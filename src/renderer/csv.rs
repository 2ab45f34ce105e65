use crate::error::{ExportError, Result};
use crate::projector::{ColumnOrder, ProjectedItem};
use crate::renderer::{require_records, value_to_cell, ExportFormat, Renderer};
use serde_json::Value;
use std::path::Path;

/// Delimited-text output: one header row of display names, one row per item,
/// quoting and escaping handled by the csv crate.
pub struct CsvRenderer;

impl Renderer for CsvRenderer {
    fn format(&self) -> ExportFormat {
        ExportFormat::Csv
    }

    fn render(&self, columns: &ColumnOrder, items: &[ProjectedItem], path: &Path) -> Result<()> {
        require_records(self.format(), items)?;

        let mut writer = csv::Writer::from_path(path).map_err(|e| {
            ExportError::render(self.format().name(), e.to_string())
        })?;

        writer
            .write_record(columns.display_names())
            .map_err(|e| ExportError::render(self.format().name(), e.to_string()))?;

        for item in items {
            let row: Vec<String> = columns
                .keys()
                .iter()
                .map(|key| value_to_cell(item.get(key).unwrap_or(&Value::Null)))
                .collect();
            writer
                .write_record(&row)
                .map_err(|e| ExportError::render(self.format().name(), e.to_string()))?;
        }

        writer
            .flush()
            .map_err(|e| ExportError::render(self.format().name(), e.to_string()))?;

        Ok(())
    }
}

* * * *

— What to work on —
Write out the data again in full. Match it exactly.

— Exercise answer —
filename src/renderer/csv.rs
repository 2ab45f34ce105e65
use crate::error::{ExportError, Result};
use crate::projector::{ColumnOrder, ProjectedItem};
use crate::renderer::{require_records, value_to_cell, ExportFormat, Renderer};
use serde_json::Value;
use std::path::Path;

/// Delimited-text output: one header row of display names, one row per item,
/// quoting and escaping handled by the csv crate.
pub struct CsvRenderer;

impl Renderer for CsvRenderer {
    fn format(&self) -> ExportFormat {
        ExportFormat::Csv
    }

    fn render(&self, columns: &ColumnOrder, items: &[ProjectedItem], path: &Path) -> Result<()> {
        require_records(self.format(), items)?;

        let mut writer = csv::Writer::from_path(path).map_err(|e| {
            ExportError::render(self.format().name(), e.to_string())
        })?;

        writer
            .write_record(columns.display_names())
            .map_err(|e| ExportError::render(self.format().name(), e.to_string()))?;

        for item in items {
            let row: Vec<String> = columns
                .keys()
                .iter()
                .map(|key| value_to_cell(item.get(key).unwrap_or(&Value::Null)))
                .collect();
            writer
                .write_record(&row)
                .map_err(|e| ExportError::render(self.format().name(), e.to_string()))?;
        }

        writer
            .flush()
            .map_err(|e| ExportError::render(self.format().name(), e.to_string()))?;

        Ok(())
    }
}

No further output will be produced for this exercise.